Every prompt has contextual help:

```
Training split name [train]: :help

ℹ️  Help
  Dataset splits are named subsets of your data.

  Common split names:
    • 'train' - Training data (most common)
    • 'test' - Test/evaluation data
    • 'validation' or 'valid' - Validation data

  Note: This is NOT asking for a percentage split (like 80/20).
  It's asking for the exact name of the split in your dataset.

Training split name [train]:
```

## Catalog Commands

These commands work when browsing models or datasets:

| Command           | Description                                         |
| ----------------- | --------------------------------------------------- |
| `/search <query>` | Search for models/datasets by name                  |
| `/sort`           | Change sorting (trending, downloads, likes, recent) |
| `/filter`         | Filter models by size (models only)                 |
| `/refresh`        | Clear cache and reload the list                     |

### /search

Find specific models or datasets:

```
Model (number, HF ID, or command): /search llama

Popular models (trending):
  1. meta-llama/Llama-3.2-1B (1B)
  2. meta-llama/Llama-3.2-3B (3B)
  3. meta-llama/Llama-3.1-8B (8B)
  4. meta-llama/Llama-3.1-70B (70B)
  ...
```

Search examples:

* `/search gemma` - Find Gemma models
* `/search code` - Find code-focused models
* `/search alpaca` - Find Alpaca-style datasets
* `/search conversation` - Find conversation datasets

### /sort

Change how results are ordered:

```
Model (number, HF ID, or command): /sort
Sort options: [T]rending [D]ownloads [L]ikes [R]ecent
Sort by [T]: D
```

| Sort Option | Key | Description                 |
| ----------- | --- | --------------------------- |
| Trending    | T   | What's popular right now    |
| Downloads   | D   | Most downloaded all-time    |
| Likes       | L   | Most liked by the community |
| Recent      | R   | Newest additions            |

### /filter

Filter models by parameter count (only works for models, not datasets):

```
Model (number, HF ID, or command): /filter
Filter size: [A]ll [S]mall(<3B) [M]edium(3-10B) [L]arge(>10B)
Filter size [A]: S
```

| Filter | Key | Size Range          | Typical Hardware        |
| ------ | --- | ------------------- | ----------------------- |
| All    | A   | No filter           | Any                     |
| Small  | S   | \< 3B parameters    | MacBook, consumer GPU   |
| Medium | M   | 3B - 10B parameters | Gaming GPU, workstation |
| Large  | L   | > 10B parameters    | Cloud GPU, multi-GPU    |

### /refresh

Clear the cache and fetch fresh data:

```
Model (number, HF ID, or command): /refresh
Cache cleared.

Popular models (trending):
  ...
```

## Selection Methods

When choosing a model or dataset, you have several options:

### By Number

Select from the displayed list:

```
Popular models (trending):
  1. google/gemma-3-270m (270M)
  2. google/gemma-2-2b (2B)
  3. meta-llama/Llama-3.2-1B (1B)

Model (number, HF ID, or command): 2
✓ Model: google/gemma-2-2b
```

### By HuggingFace ID

Type the full model/dataset ID:

```
Model (number, HF ID, or command): mistralai/Mistral-7B-v0.3
✓ Model: mistralai/Mistral-7B-v0.3
```

### By Local Path

Point to a local directory:

```
Dataset (number, HF ID, or command): ./my_training_data
✓ Dataset: ./my_training_data
```

## Input Conventions

### Defaults

Values in `[brackets]` are defaults.
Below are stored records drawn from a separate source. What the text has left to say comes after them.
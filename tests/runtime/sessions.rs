//! Integration tests for sessions

#![allow(clippy::float_cmp)]

use std::fs;

use trackscript_foundation::ErrorKind;
use trackscript_runtime::Session;

fn station_stop() -> Session {
    let mut session = Session::new();
    session.set("cars", 4.0).unwrap();
    session.set("speed", 0.0).unwrap();
    session.set("step", 0.25).unwrap();
    session.set("leftdoors", 1.0).unwrap();
    session
}

#[test]
fn bound_scripts_follow_the_scenario() {
    let mut session = station_stop();
    session
        .bind("door", "Min[Max[value + delta * (leftdoors * 2 - 1), 0], 1]")
        .unwrap();

    session.tick(2);
    assert_eq!(session.script("door").unwrap().last_result(), 0.5);

    session.set("leftdoors", 0.0).unwrap();
    session.tick(1);
    assert_eq!(session.script("door").unwrap().last_result(), 0.25);
}

#[test]
fn rebinding_replaces_a_script() {
    let mut session = station_stop();
    session.bind("a", "1").unwrap();
    session.bind("a", "2").unwrap();
    session.tick(1);
    assert_eq!(session.scripts().count(), 1);
    assert_eq!(session.script("a").unwrap().last_result(), 2.0);
}

#[test]
fn failed_binds_leave_scripts_untouched() {
    let mut session = station_stop();
    session.bind("a", "speed").unwrap();
    assert!(session.bind("a", "Sin[").is_err());
    assert_eq!(session.script("a").unwrap().program().source(), "speed");
}

#[test]
fn stages_expose_the_pipeline() {
    let session = Session::new();
    let stages = session.stages("speed * 2 + 1").unwrap();
    assert_eq!(stages.optimized, "speed 2 1 fma");
}

#[test]
fn expression_files_carry_locations() {
    let path = std::env::temp_dir().join("trackscript_it_exprs.txt");
    fs::write(&path, "speed\n  # pantograph\nWarp[1]\n").unwrap();

    let mut session = station_stop();
    let reports = session.load_expressions(&path, false).unwrap();
    assert_eq!(reports.len(), 2);
    assert_eq!(session.scripts().count(), 0);

    let err = reports[1].outcome.as_ref().unwrap_err();
    assert!(matches!(err.kind, ErrorKind::UnknownFunction { .. }));
    let context = err.context.as_ref().unwrap();
    assert_eq!(context.line, Some(3));
    assert!(format!("{context}").ends_with("trackscript_it_exprs.txt:3"));

    let _ = fs::remove_file(&path);
}
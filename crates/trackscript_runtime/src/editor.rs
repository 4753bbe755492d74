//! Line editor abstraction for the REPL.
//!
//! The REPL talks to a [`LineEditor`]; [`RustylineEditor`] is the terminal
//! implementation and tests substitute a scripted one.

use std::borrow::Cow;

use rustyline::completion::{Completer, FilenameCompleter, Pair};
use rustyline::error::ReadlineError;
use rustyline::highlight::{CmdKind, Highlighter};
use rustyline::hint::HistoryHinter;
use rustyline::history::DefaultHistory;
use rustyline::validate::{ValidationContext, ValidationResult, Validator};
use rustyline::{Completer, Config, Context, Editor, Helper, Hinter, Validator as RLValidator};

use trackscript_foundation::{Error, ErrorKind, Result};
use trackscript_language::{FUNCTIONS, Opcode};

use crate::highlight::TrackscriptHighlighter;
use crate::repl::COMMANDS;
use crate::session::SCENARIO_FIELDS;

/// Result of reading a line from the editor.
#[derive(Debug)]
pub enum ReadResult {
    /// A line was successfully read.
    Line(String),
    /// User pressed Ctrl+C.
    Interrupted,
    /// User pressed Ctrl+D (EOF).
    Eof,
}

/// Abstraction over line editing functionality.
pub trait LineEditor {
    /// Read a line with the given prompt.
    ///
    /// # Errors
    ///
    /// Returns an error if reading from the terminal fails.
    fn read_line(&mut self, prompt: &str) -> Result<ReadResult>;

    /// Add a line to history.
    fn add_history(&mut self, line: &str);
}

/// Helper for rustyline that provides completion, hints, highlighting, and validation.
#[derive(Helper, Completer, Hinter, RLValidator)]
struct TrackscriptHelper {
    #[rustyline(Completer)]
    completer: TrackscriptCompleter,
    #[rustyline(Hinter)]
    hinter: HistoryHinter,
    #[rustyline(Validator)]
    validator: BracketValidator,
    highlighter: TrackscriptHighlighter,
}

impl Highlighter for TrackscriptHelper {
    fn highlight<'l>(&self, line: &'l str, pos: usize) -> Cow<'l, str> {
        self.highlighter.highlight(line, pos)
    }

    fn highlight_prompt<'b, 's: 'b, 'p: 'b>(
        &'s self,
        prompt: &'p str,
        default: bool,
    ) -> Cow<'b, str> {
        if default {
            Cow::Owned(format!("\x1b[1;32m{prompt}\x1b[0m"))
        } else {
            Cow::Borrowed(prompt)
        }
    }

    fn highlight_char(&self, _line: &str, _pos: usize, _kind: CmdKind) -> bool {
        true
    }

    fn highlight_hint<'h>(&self, hint: &'h str) -> Cow<'h, str> {
        Cow::Owned(format!("\x1b[2m{hint}\x1b[0m"))
    }
}

/// Completer for function names, mnemonics, commands, and file paths.
struct TrackscriptCompleter {
    file_completer: FilenameCompleter,
    keywords: Vec<String>,
}

impl TrackscriptCompleter {
    fn new() -> Self {
        Self {
            file_completer: FilenameCompleter::new(),
            keywords: keywords(),
        }
    }
}

/// Every word the completer offers.
fn keywords() -> Vec<String> {
    let mut words: Vec<String> = FUNCTIONS.iter().map(|f| (*f).to_string()).collect();
    words.extend(Opcode::TEXTUAL.iter().map(|op| op.mnemonic().to_string()));
    words.extend(COMMANDS.iter().map(|c| (*c).to_string()));
    words.extend(SCENARIO_FIELDS.iter().map(|f| (*f).to_string()));
    words.sort();
    words.dedup();
    words
}

impl Completer for TrackscriptCompleter {
    type Candidate = Pair;

    fn complete(
        &self,
        line: &str,
        pos: usize,
        ctx: &Context<'_>,
    ) -> rustyline::Result<(usize, Vec<Pair>)> {
        if line.starts_with(":save ") || line.starts_with(":load ") {
            return self.file_completer.complete(line, pos, ctx);
        }

        let start = line[..pos]
            .rfind(|c: char| !(c.is_ascii_alphanumeric() || c == ':'))
            .map_or(0, |i| i + 1);
        let word = &line[start..pos];
        if word.is_empty() {
            return Ok((start, Vec::new()));
        }

        let candidates = self
            .keywords
            .iter()
            .filter(|kw| kw.starts_with(word))
            .map(|kw| Pair {
                display: kw.clone(),
                replacement: kw.clone(),
            })
            .collect();

        Ok((start, candidates))
    }
}

/// Validator for bracket matching (enables multi-line input).
#[derive(Default)]
struct BracketValidator;

impl Validator for BracketValidator {
    fn validate(&self, ctx: &mut ValidationContext<'_>) -> rustyline::Result<ValidationResult> {
        if bracket_depth(ctx.input()) > 0 {
            Ok(ValidationResult::Incomplete)
        } else {
            Ok(ValidationResult::Valid(None))
        }
    }
}

/// Open `(` and `[` minus closed ones, ignoring comments.
pub(crate) fn bracket_depth(input: &str) -> i32 {
    let mut depth = 0;
    for c in input.chars() {
        match c {
            '#' | ';' => break,
            '(' | '[' => depth += 1,
            ')' | ']' => depth -= 1,
            _ => {}
        }
    }
    depth
}

/// Line editor implementation using rustyline.
pub struct RustylineEditor {
    editor: Editor<TrackscriptHelper, DefaultHistory>,
}

impl RustylineEditor {
    /// Creates a new rustyline-based editor.
    ///
    /// # Errors
    ///
    /// Returns an error if rustyline initialization fails.
    pub fn new() -> Result<Self> {
        let config = Config::builder()
            .auto_add_history(false)
            .max_history_size(1000)
            .map_err(|e| Error::new(ErrorKind::Internal(e.to_string())))?
            .build();

        let helper = TrackscriptHelper {
            completer: TrackscriptCompleter::new(),
            hinter: HistoryHinter::new(),
            validator: BracketValidator,
            highlighter: TrackscriptHighlighter::new(),
        };

        let mut editor = Editor::with_config(config)
            .map_err(|e| Error::new(ErrorKind::Internal(e.to_string())))?;
        editor.set_helper(Some(helper));

        Ok(Self { editor })
    }
}

impl LineEditor for RustylineEditor {
    fn read_line(&mut self, prompt: &str) -> Result<ReadResult> {
        match self.editor.readline(prompt) {
            Ok(line) => Ok(ReadResult::Line(line)),
            Err(ReadlineError::Interrupted) => Ok(ReadResult::Interrupted),
            Err(ReadlineError::Eof) => Ok(ReadResult::Eof),
            Err(e) => Err(Error::new(ErrorKind::Io(e.to_string()))),
        }
    }

    fn add_history(&mut self, line: &str) {
        let _ = self.editor.add_history_entry(line);
    }
}
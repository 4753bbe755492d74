//! Integration tests for train and world snapshots

#![allow(clippy::float_cmp)]

use trackscript_foundation::{
    AirBrakeHandle, BrakeType, DoorSide, SectionState, TrainState, Vector3, WorldState,
};

// =============================================================================
// Geometry
// =============================================================================

#[test]
fn vector_distance() {
    let a = Vector3::new(0.0, 3.0, 0.0);
    let b = Vector3::new(4.0, 0.0, 0.0);
    assert_eq!(a.distance_to(b), 5.0);
    assert_eq!(a.distance_squared_to(b), 25.0);
}

#[test]
fn vector_arithmetic() {
    let a = Vector3::new(1.0, 2.0, 3.0);
    let b = Vector3::new(3.0, 2.0, 1.0);
    assert_eq!(a + b, Vector3::new(4.0, 4.0, 4.0));
    assert_eq!(a - b, Vector3::new(-2.0, 0.0, 2.0));
    assert_eq!(a * 2.0, Vector3::new(2.0, 4.0, 6.0));
    assert_eq!(a.midpoint(b), Vector3::new(2.0, 2.0, 2.0));
}

// =============================================================================
// Trains
// =============================================================================

#[test]
fn consist_layout() {
    let train = TrainState::consist(3, 25.0, 100.0);
    assert_eq!(train.cars.len(), 3);
    let centers: Vec<f64> = train.cars.iter().map(|c| c.track_center()).collect();
    assert_eq!(centers, vec![87.5, 62.5, 37.5]);
    for car in &train.cars {
        assert_eq!(car.length, 25.0);
        assert_eq!(car.doors.len(), 2);
        assert!(car.doors.iter().any(|d| d.side == DoorSide::Left));
        assert!(car.doors.iter().all(|d| d.state == 0.0));
    }
}

#[test]
fn empty_consist_has_no_driver() {
    let train = TrainState::consist(0, 20.0, 0.0);
    assert!(train.driver().is_none());
    assert!(!train.has_air_brake());
}

#[test]
fn driver_car_brake_type() {
    let mut train = TrainState::consist(2, 20.0, 0.0);
    train.cars[1].brake_type = BrakeType::AutomaticAirBrake;
    assert!(!train.has_air_brake());
    train.driver_car = 1;
    assert!(train.has_air_brake());
}

#[test]
fn air_brake_handle_notch_numbers() {
    assert_eq!(AirBrakeHandle::Release.notch(), 0.0);
    assert_eq!(AirBrakeHandle::Lap.notch(), 1.0);
    assert_eq!(AirBrakeHandle::Service.notch(), 2.0);
}

// =============================================================================
// World
// =============================================================================

#[test]
fn section_aspects() {
    let world = WorldState {
        sections: vec![
            SectionState::new(vec![0, 2, 5], 2),
            SectionState {
                current_aspect: None,
                aspects: vec![1],
            },
        ],
        ..WorldState::default()
    };
    assert_eq!(world.section_aspect(0), 5);
    assert_eq!(world.section_aspect(1), 0);
    assert_eq!(world.section_aspect(9), 0);
}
Press Enter to accept:

```
Project name [my-llm-project]: ↵
✓ Project: my-llm-project
```

### Required Fields

Fields marked `[REQUIRED]` must be filled:

```
Prompt column name [REQUIRED] [prompt]: ↵
❌ This field is required for DPO/ORPO training.
Prompt column name [REQUIRED] [prompt]: instruction
✓
```

### Yes/No Questions

Answer with y/yes or n/no:

```
Configure advanced parameters? [y/N]: y

Enable LoRA? [Y/n]: ↵
✓ LoRA enabled (default)
```

Capitalized letter indicates the default:

* `[Y/n]` - Default is Yes
* `[y/N]` - Default is No

## Keyboard Shortcuts

| Key           | Action                                         |
| ------------- | ---------------------------------------------- |
| Enter         | Accept default or confirm input                |
| Ctrl+C        | Cancel wizard (same as `:exit`)                |
| Arrow Up/Down | Scroll through numbered options (if supported) |

## Advanced Parameters

When configuring advanced parameters, the wizard groups them:

```
⚙️  Training Hyperparameters

Configure Training Hyperparameters parameters? [y/N]: y

epochs [1]:
batch_size [2]:
lr [3e-5]:
```

Each group can be configured independently:

| Group                    | Contains                                 |
| ------------------------ | ---------------------------------------- |
| Training Hyperparameters | epochs, batch\_size, lr, warmup\_ratio   |
| PEFT/LoRA                | peft, lora\_r, lora\_alpha, quantization |
| DPO/ORPO                 | dpo\_beta, max\_prompt\_length           |
| Hub Integration          | push\_to\_hub, username, token           |
| Knowledge Distillation   | teacher\_model, distill\_temperature     |
| Hyperparameter Sweep     | use\_sweep, sweep\_n\_trials             |
| Enhanced Evaluation      | use\_enhanced\_eval, eval\_metrics       |
| Reinforcement Learning   | rl\_reward\_model\_path (PPO only)       |

## Tips

<AccordionGroup>
  <Accordion title="Use :help liberally">
    Every single prompt has detailed help. If you're unsure what something means, type `:help`.
  </Accordion>

  <Accordion title="Go back to fix mistakes">
    Made a wrong choice? Use `:back` to return to previous steps. Your other answers are preserved.
  </Accordion>

  <Accordion title="Search before scrolling">
    Instead of scrolling through hundreds of models, use `/search llama` or `/search 7b` to narrow down.
  </Accordion>

  <Accordion title="Filter by your hardware">
    Not sure which models will work? Use `/filter` → `S` (small) to see only models that fit consumer hardware.
  </Accordion>

  <Accordion title="Accept defaults for first run">
    On your first training, accept most defaults. Get something working, then customize.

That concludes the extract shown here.